Title :
Multi-modal speech recognition using correlativity between modality
Author :
Sato, Yuki ; Hamada, Nozomu
Author_Institution :
Dept. of Syst. Design Eng., Keio Univ., Yokohama, Japan
Abstract :
In recent years, to achieve robust speech recognition against noises, Audio-Visual Speech Recognition(AVSR) system utilizing not only audio but also visual information of lip has been studied. This paper proposes a decision method of the weight called stream exponent representing reliability ratio of audio and visual features. The method focuses on the correlation between audio and visual modality in order to estimate the optimal stream exponent. Furthermore, we modified the stream exponent using periodicity of speech, such as pitch, to handle abrupt noises. An audio-visual database is comprised of specific speaker´s lip image sequences and audio sequences. The contents of the utterance are Japanese counting numbers and sound-alike words. Using this database we constructed the AVSR system and performed an evaluation experiment.

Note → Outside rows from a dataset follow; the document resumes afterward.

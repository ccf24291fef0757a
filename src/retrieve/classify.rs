//! Error classification onto the closed retrieval taxonomy.
//!
//! The raw error surface from the extraction engine is free text; this
//! module maps it onto [`ErrorKind`] with a pure, table-driven substring
//! match. The table is the only thing that changes when a platform starts
//! phrasing a rejection differently - orchestrator logic never does.
//!
//! # Classification table
//!
//! | Pattern class | `ErrorKind` | Disposition |
//! |---|---|---|
//! | "unavailable", "removed", "no longer available" | `ContentUnavailable` | terminal |
//! | "private" | `ContentPrivate` | terminal |
//! | "age-restricted", "confirm your age" | `AgeRestricted` | terminal |
//! | timeout / connection reset / DNS failure | `TransientNetwork` | retry in place |
//! | no formats / empty result | `NoPlayableFormat` | escalate |
//! | anything else | `Unknown` | escalate |
//!
//! `TooLarge` and `Timeout` are never produced here: the size gate and the
//! orchestrator's wall clock assign them directly.

use std::fmt;

/// Closed taxonomy of terminal retrieval failure kinds.
#[derive(Debug, Clone, Copy, PartialEq, Eq, Hash, serde::Serialize)]
#[serde(rename_all = "snake_case")]
pub enum ErrorKind {
    /// The platform reports the content as deleted or never published.
    ContentUnavailable,
    /// The content exists but is restricted to authorized viewers.
    ContentPrivate,
    /// The platform requires age verification the pipeline cannot provide.
    AgeRestricted,
    /// Extraction succeeded structurally but yielded no usable format.
    NoPlayableFormat,
    /// Network-level failure presumed transient.
    TransientNetwork,
    /// The artifact exceeds the transport's attachment ceiling.
    TooLarge,
    /// The request's total wall-clock budget expired.
    Timeout,
    /// Unclassified failure.
    Unknown,
}

/// What the orchestrator does with a classified failure.
#[derive(Debug, Clone, Copy, PartialEq, Eq)]
pub enum Disposition {
    /// Abort the whole pipeline: retrying cannot change a definitive
    /// platform-side rejection.
    Terminal,
    /// Retry the same strategy after a bounded delay.
    Retry,
    /// Skip the current strategy's remaining retries and fall back to the
    /// next, more permissive strategy.
    Escalate,
}

/// Substring patterns (lowercase) mapped to error kinds, checked in order.
///
/// Network patterns come first: "HTTP Error 503: Service Unavailable" must
/// classify transient, never as removed content via the bare "unavailable".
const CLASSIFICATION_TABLE: &[(&[&str], ErrorKind)] = &[
    (
        &[
            "timed out",
            "timeout",
            "connection reset",
            "connection refused",
            "connection aborted",
            "temporary failure in name resolution",
            "failed to resolve",
            "getaddrinfo",
            "name or service not known",
            "network is unreachable",
            "service unavailable",
            "http error 5",
        ],
        ErrorKind::TransientNetwork,
    ),
    (
        &[
            "no video formats",
            "no formats found",
            "requested format is not available",
            "empty media response",
            "no media found",
        ],
        ErrorKind::NoPlayableFormat,
    ),
    (
        &[
            "age-restricted",
            "age restricted",
            "confirm your age",
            "age verification",
        ],
        ErrorKind::AgeRestricted,
    ),
    (&["private"], ErrorKind::ContentPrivate),
    (
        &[
            "video unavailable",
            "content unavailable",
            "unavailable",
            "has been removed",
            "removed by the uploader",
            "no longer available",
            "does not exist",
            "404",
        ],
        ErrorKind::ContentUnavailable,
    ),
];

/// Upper bound on diagnostic detail carried to callers.
///
/// Raw engine errors can embed whole tracebacks; the end of the pipeline is
/// a user-facing message, so the detail is clipped.
pub const MAX_DETAIL_LEN: usize = 200;

impl ErrorKind {
    /// Returns how the orchestrator must react to this kind.
    #[must_use]
    pub fn disposition(self) -> Disposition {
        match self {
            Self::ContentUnavailable
            | Self::ContentPrivate
            | Self::AgeRestricted
            | Self::TooLarge
            | Self::Timeout => Disposition::Terminal,
            Self::TransientNetwork => Disposition::Retry,
            Self::NoPlayableFormat | Self::Unknown => Disposition::Escalate,
        }
    }

    /// True when retrying or falling back cannot change the outcome.
    #[must_use]
    pub fn is_terminal(self) -> bool {
        self.disposition() == Disposition::Terminal
    }

    /// Stable lowercase name for logs and reports.
    #[must_use]
    pub fn as_str(self) -> &'static str {
        match self {
            Self::ContentUnavailable => "content_unavailable",
            Self::ContentPrivate => "content_private",
            Self::AgeRestricted => "age_restricted",
            Self::NoPlayableFormat => "no_playable_format",
            Self::TransientNetwork => "transient_network",
            Self::TooLarge => "too_large",
            Self::Timeout => "timeout",
            Self::Unknown => "unknown",
        }
    }
}

impl fmt::Display for ErrorKind {
    fn fmt(&self, f: &mut fmt::Formatter<'_>) -> fmt::Result {
        f.write_str(self.as_str())
    }
}

/// Classifies a raw extraction error string.
///
/// Case-insensitive, first matching table row wins, anything unmatched
/// degrades to [`ErrorKind::Unknown`].
#[must_use]
pub fn classify(raw_error: &str) -> ErrorKind {
    let lowered = raw_error.to_lowercase();
    for (patterns, kind) in CLASSIFICATION_TABLE {
        if patterns.iter().any(|pattern| lowered.contains(pattern)) {
            return *kind;
        }
    }
    ErrorKind::Unknown
}

/// Clips a raw diagnostic to [`MAX_DETAIL_LEN`] on a character boundary.
#[must_use]
pub fn truncate_detail(raw: &str) -> String {
    if raw.len() <= MAX_DETAIL_LEN {
        return raw.to_string();
    }
    let mut cut = MAX_DETAIL_LEN;
    while !raw.is_char_boundary(cut) {
        cut -= 1;
    }
    format!("{}...", &raw[..cut])
}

The obtained results verify the availability of the proposed method under a variety of noisy environment.
Keywords :
audio-visual systems; image sequences; speech recognition; AVSR; audio modality; audio sequences; audio-visual system; image sequences; speech recognition; visual modality; Computational modeling; Noise; Audio-Visual speech recognition; real environment noise; stream exponent;
Conference_Titel :
Intelligent Signal Processing and Communication Systems (ISPACS), 2010 International Symposium on
Conference_Location :
Chengdu
Print_ISBN :
978-1-4244-7369-4
DOI :
10.1109/ISPACS.2010.5704657